TASK GOAL: Which lines of the records contain the word "ConfigError"? Copy each one.

[Dataset entries]
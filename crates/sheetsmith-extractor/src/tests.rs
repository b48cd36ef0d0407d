//! Integration tests for the conversion pipeline

#[cfg(test)]
mod tests {
    use crate::{ExtractorConfig, ExtractorError, TableExtractor, EXTRACTION_INSTRUCTIONS};
    use calamine::{open_workbook_from_rs, Data, Reader, Xlsx};
    use sheetsmith_domain::{UploadedDocument, Variant};
    use sheetsmith_llm::MockProvider;
    use std::io::Cursor;
    use std::time::Duration;

    const ROUND_TRIP_REPLY: &str =
        r#"{"best_effort": [[["A", "B"], ["1", "2"]]], "raw_data": [], "structured_view": []}"#;

    fn pdf() -> UploadedDocument {
        UploadedDocument::pdf(b"%PDF-1.7\n...".to_vec()).with_file_name("invoice.pdf")
    }

    #[tokio::test]
    async fn test_full_conversion_flow() {
        let llm = MockProvider::new(ROUND_TRIP_REPLY);
        let extractor = TableExtractor::new(llm.clone(), ExtractorConfig::default());

        let conversion = extractor.convert(&pdf()).await.unwrap();

        assert_eq!(llm.call_count(), 1);
        assert_eq!(conversion.file_name, "invoice.xlsx");
        assert_eq!(conversion.metadata.sheet_count, 1);
        assert_eq!(conversion.metadata.table_count, 1);
        assert_eq!(conversion.metadata.model_name, "mock");

        let mut xlsx: Xlsx<_> = open_workbook_from_rs(Cursor::new(conversion.bytes)).unwrap();
        assert_eq!(xlsx.sheet_names(), vec!["Best Effort".to_string()]);

        let range = xlsx.worksheet_range("Best Effort").unwrap();
        assert_eq!(range.height(), 2);
        assert_eq!(range.get_value((0, 1)), Some(&Data::String("B".to_string())));
        assert_eq!(range.get_value((1, 0)), Some(&Data::String("1".to_string())));
    }

    #[tokio::test]
    async fn test_request_carries_document_and_schema() {
        let llm = MockProvider::new("{}");
        let extractor = TableExtractor::new(llm.clone(), ExtractorConfig::default());

        extractor.extract(&pdf()).await.unwrap();

        let request = llm.last_request().unwrap();
        assert_eq!(request.document, b"%PDF-1.7\n...".to_vec());
        assert_eq!(request.media_type, "application/pdf");
        assert_eq!(request.prompt, EXTRACTION_INSTRUCTIONS);
        let schema: serde_json::Value = serde_json::from_str(&request.response_schema).unwrap();
        assert_eq!(schema["type"], "OBJECT");
    }

    #[tokio::test]
    async fn test_missing_credential_makes_no_call() {
        let llm = MockProvider::unconfigured();
        let extractor = TableExtractor::new(llm.clone(), ExtractorConfig::default());

        let result = extractor.convert(&pdf()).await;

        assert!(matches!(result, Err(ExtractorError::MissingCredential)));
        assert_eq!(llm.call_count(), 0);
    }

    #[tokio::test]
    async fn test_oversize_document_makes_no_call() {
        let llm = MockProvider::new(ROUND_TRIP_REPLY);
        let mut config = ExtractorConfig::default();
        config.max_document_bytes = 8;
        let extractor = TableExtractor::new(llm.clone(), config);

        let document = UploadedDocument::pdf(vec![0u8; 9]);
        let result = extractor.convert(&document).await;

        assert!(matches!(result, Err(ExtractorError::DocumentTooLarge(9, 8))));
        assert_eq!(llm.call_count(), 0);
    }

    #[tokio::test]
    async fn test_empty_document_makes_no_call() {
        let llm = MockProvider::default();
        let extractor = TableExtractor::new(llm.clone(), ExtractorConfig::default());

        let result = extractor.extract(&UploadedDocument::pdf(vec![])).await;

        assert!(matches!(result, Err(ExtractorError::EmptyDocument)));
        assert_eq!(llm.call_count(), 0);
    }

    #[tokio::test]
    async fn test_invalid_config_makes_no_call() {
        let llm = MockProvider::new(ROUND_TRIP_REPLY);
        let mut config = ExtractorConfig::default();
        config.ai_timeout_secs = Some(0);
        let extractor = TableExtractor::new(llm.clone(), config);

        let result = extractor.convert(&pdf()).await;

        match result {
            Err(ExtractorError::Config(msg)) => assert!(msg.contains("ai_timeout_secs")),
            other => panic!("Expected Config error, got {:?}", other.map(|c| c.file_name)),
        }
        assert_eq!(llm.call_count(), 0);
    }

    #[tokio::test(start_paused = true)]
    async fn test_deadline_exceeded_is_timeout() {
        let llm = MockProvider::new(ROUND_TRIP_REPLY).with_delay(Duration::from_secs(30));
        let config = ExtractorConfig::default().with_timeout(Some(Duration::from_secs(1)));
        let extractor = TableExtractor::new(llm.clone(), config);

        let result = extractor.convert(&pdf()).await;

        match result {
            Err(ExtractorError::Timeout(deadline)) => {
                assert_eq!(deadline, Duration::from_secs(1));
            }
            other => panic!("Expected Timeout, got {:?}", other.map(|c| c.file_name)),
        }
        assert_eq!(llm.call_count(), 1);
    }

    #[tokio::test]
    async fn test_unbounded_deadline_waits_for_reply() {
        let llm = MockProvider::new(ROUND_TRIP_REPLY).with_delay(Duration::from_millis(50));
        let extractor = TableExtractor::new(llm, ExtractorConfig::development());

        let conversion = extractor.convert(&pdf()).await.unwrap();
        assert_eq!(conversion.metadata.sheet_count, 1);
    }

    #[tokio::test]
    async fn test_provider_error_is_llm_error() {
        let llm = MockProvider::failing("HTTP 500: backend unavailable");
        let extractor = TableExtractor::new(llm.clone(), ExtractorConfig::default());

        let result = extractor.convert(&pdf()).await;

        match result {
            Err(ExtractorError::Llm(msg)) => assert!(msg.contains("backend unavailable")),
            other => panic!("Expected Llm error, got {:?}", other.map(|c| c.file_name)),
        }
        assert_eq!(llm.call_count(), 1);
    }

    #[tokio::test]
    async fn test_unparseable_reply_is_invalid_format() {
        let llm = MockProvider::new("I could not find any tables, sorry!");
        let extractor = TableExtractor::new(llm, ExtractorConfig::default());

        let result = extractor.convert(&pdf()).await;
        assert!(matches!(result, Err(ExtractorError::InvalidFormat(_))));
    }

    #[tokio::test]
    async fn test_empty_reply_yields_placeholder_workbook() {
        let llm = MockProvider::new("");
        let extractor = TableExtractor::new(llm, ExtractorConfig::default());

        let conversion = extractor.convert(&pdf()).await.unwrap();
        assert!(conversion.workbook.is_empty());
        assert_eq!(conversion.metadata.sheet_count, 0);

        let xlsx: Xlsx<_> = open_workbook_from_rs(Cursor::new(conversion.bytes)).unwrap();
        assert_eq!(xlsx.sheet_names(), vec![crate::EMPTY_SHEET_NAME.to_string()]);
    }

    #[tokio::test]
    async fn test_all_variants_in_fixed_order() {
        let llm = MockProvider::new(
            r#"{
                "raw_data": [[["r1"]], [["r2"]]],
                "structured_view": [[["s"]]],
                "best_effort": [[["b"]]]
            }"#,
        );
        let extractor = TableExtractor::new(llm, ExtractorConfig::default());

        let conversion = extractor.convert(&pdf()).await.unwrap();

        let order: Vec<_> = conversion.workbook.sheets().iter().map(|s| s.variant).collect();
        assert_eq!(
            order,
            vec![Variant::BestEffort, Variant::StructuredView, Variant::RawData]
        );

        let raw = conversion.workbook.sheet(Variant::RawData).unwrap();
        assert_eq!(raw.rows.len(), 3);
        assert!(raw.rows[1].is_empty());

        let xlsx: Xlsx<_> = open_workbook_from_rs(Cursor::new(conversion.bytes)).unwrap();
        assert_eq!(
            xlsx.sheet_names(),
            vec![
                "Best Effort".to_string(),
                "Structured View".to_string(),
                "Raw Data".to_string()
            ]
        );
    }

    #[test]
    fn test_extractor_is_cloneable_and_shares_provider() {
        let llm = MockProvider::default();
        let extractor = TableExtractor::new(llm.clone(), ExtractorConfig::development());
        let copy = extractor.clone();

        tokio_test::block_on(copy.extract(&pdf())).unwrap();
        assert_eq!(extractor.provider().call_count(), 1);
        assert_eq!(copy.config().ai_timeout(), None);
    }
}
//! Configuration file parsing for the server.
//!
//! Loads settings from TOML files: bind address, deployment profile, optional
//! upload/deadline overrides and Gemini endpoint settings. The API key is never
//! read from the file; it comes from `GEMINI_API_KEY`.

use serde::Deserialize;
use sheetsmith_extractor::{ExtractorConfig, Profile};
use sheetsmith_llm::gemini::{DEFAULT_ENDPOINT, DEFAULT_MODEL};
use std::path::Path;
use thiserror::Error;

/// Server configuration error
#[derive(Debug, Error)]
pub enum ConfigError {
    /// Failed to read config file
    #[error("Failed to read config file: {0}")]
    FileRead(#[from] std::io::Error),

    /// Failed to parse TOML
    #[error("Failed to parse config TOML: {0}")]
    TomlParse(#[from] toml::de::Error),

    /// Invalid value
    #[error("Invalid configuration value for {0}: {1}")]
    InvalidValue(String, String),
}

/// Server configuration loaded from TOML
#[derive(Debug, Clone, Deserialize)]
pub struct ServerConfig {
    /// Bind address (e.g., "127.0.0.1")
    #[serde(default = "default_bind_address")]
    pub bind_address: String,

    /// Bind port (e.g., 3000)
    #[serde(default = "default_bind_port")]
    pub bind_port: u16,

    /// Deployment profile (default: constrained)
    #[serde(default)]
    pub profile: Profile,

    /// Override the profile's upload ceiling (bytes)
    #[serde(default)]
    pub max_upload_bytes: Option<usize>,

    /// Override the profile's AI deadline (seconds)
    #[serde(default)]
    pub ai_timeout_secs: Option<u64>,

    /// Gemini settings
    #[serde(default)]
    pub gemini: GeminiConfig,
}

/// Gemini provider settings
#[derive(Debug, Clone, Deserialize)]
pub struct GeminiConfig {
    /// API endpoint
    #[serde(default = "default_endpoint")]
    pub endpoint: String,

    /// Model name
    #[serde(default = "default_model")]
    pub model: String,
}

impl Default for GeminiConfig {
    fn default() -> Self {
        Self {
            endpoint: default_endpoint(),
            model: default_model(),
        }
    }
}

fn default_bind_address() -> String {
    "127.0.0.1".to_string()
}

fn default_bind_port() -> u16 {
    3000
}

fn default_endpoint() -> String {
    DEFAULT_ENDPOINT.to_string()
}

fn default_model() -> String {
    DEFAULT_MODEL.to_string()
}

impl Default for ServerConfig {
    fn default() -> Self {
        Self {
            bind_address: default_bind_address(),
            bind_port: default_bind_port(),
            profile: Profile::default(),
            max_upload_bytes: None,
            ai_timeout_secs: None,
            gemini: GeminiConfig::default(),
        }
    }
}

impl ServerConfig {
    /// Load configuration from a TOML file
    pub fn from_file<P: AsRef<Path>>(path: P) -> Result<Self, ConfigError> {
        let contents = std::fs::read_to_string(path)?;
        let config: ServerConfig = toml::from_str(&contents)?;
        config.validate()?;
        Ok(config)
    }

    /// Apply `SHEETSMITH_*` overrides from a variable lookup.
    ///
    /// Recognized: `SHEETSMITH_BIND_ADDRESS`, `SHEETSMITH_BIND_PORT`,
    /// `SHEETSMITH_PROFILE`, `SHEETSMITH_MODEL`.
    pub fn apply_overrides<F>(&mut self, lookup: F) -> Result<(), ConfigError>
    where
        F: Fn(&str) -> Option<String>,
    {
        if let Some(address) = lookup("SHEETSMITH_BIND_ADDRESS") {
            self.bind_address = address;
        }
        if let Some(port) = lookup("SHEETSMITH_BIND_PORT") {
            self.bind_port = port.parse().map_err(|_| {
                ConfigError::InvalidValue("SHEETSMITH_BIND_PORT".to_string(), port.clone())
            })?;
        }
        if let Some(profile) = lookup("SHEETSMITH_PROFILE") {
            self.profile = match profile.to_ascii_lowercase().as_str() {
                "constrained" => Profile::Constrained,
                "development" => Profile::Development,
                _ => {
                    return Err(ConfigError::InvalidValue(
                        "SHEETSMITH_PROFILE".to_string(),
                        profile,
                    ))
                }
            };
        }
        if let Some(model) = lookup("SHEETSMITH_MODEL") {
            self.gemini.model = model;
        }
        self.validate()
    }

    /// Apply overrides from the process environment
    pub fn apply_env_overrides(&mut self) -> Result<(), ConfigError> {
        self.apply_overrides(|key| std::env::var(key).ok())
    }

    /// Extractor configuration for the selected profile and overrides
    pub fn extractor_config(&self) -> ExtractorConfig {
        let mut config = ExtractorConfig::for_profile(self.profile);
        if let Some(max) = self.max_upload_bytes {
            config.max_document_bytes = max;
        }
        if let Some(secs) = self.ai_timeout_secs {
            config.ai_timeout_secs = Some(secs);
        }
        config
    }

    /// Validate the configuration
    pub fn validate(&self) -> Result<(), ConfigError> {
        self.extractor_config()
            .validate()
            .map_err(|e| ConfigError::InvalidValue("limits".to_string(), e))?;
        if self.gemini.model.trim().is_empty() {
            return Err(ConfigError::InvalidValue(
                "gemini.model".to_string(),
                "must not be empty".to_string(),
            ));
        }
        Ok(())
    }

    /// Get the full bind address (address:port)
    pub fn bind_addr(&self) -> String {
        format!("{}:{}", self.bind_address, self.bind_port)
    }
}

RESPONSE TO THIS EXERCISE:
pub enum ConfigError {
    pub fn from_file<P: AsRef<Path>>(path: P) -> Result<Self, ConfigError> {
    pub fn apply_overrides<F>(&mut self, lookup: F) -> Result<(), ConfigError>
                ConfigError::InvalidValue("SHEETSMITH_BIND_PORT".to_string(), port.clone())
                    return Err(ConfigError::InvalidValue(
    pub fn apply_env_overrides(&mut self) -> Result<(), ConfigError> {
    pub fn validate(&self) -> Result<(), ConfigError> {
            .map_err(|e| ConfigError::InvalidValue("limits".to_string(), e))?;
            return Err(ConfigError::InvalidValue(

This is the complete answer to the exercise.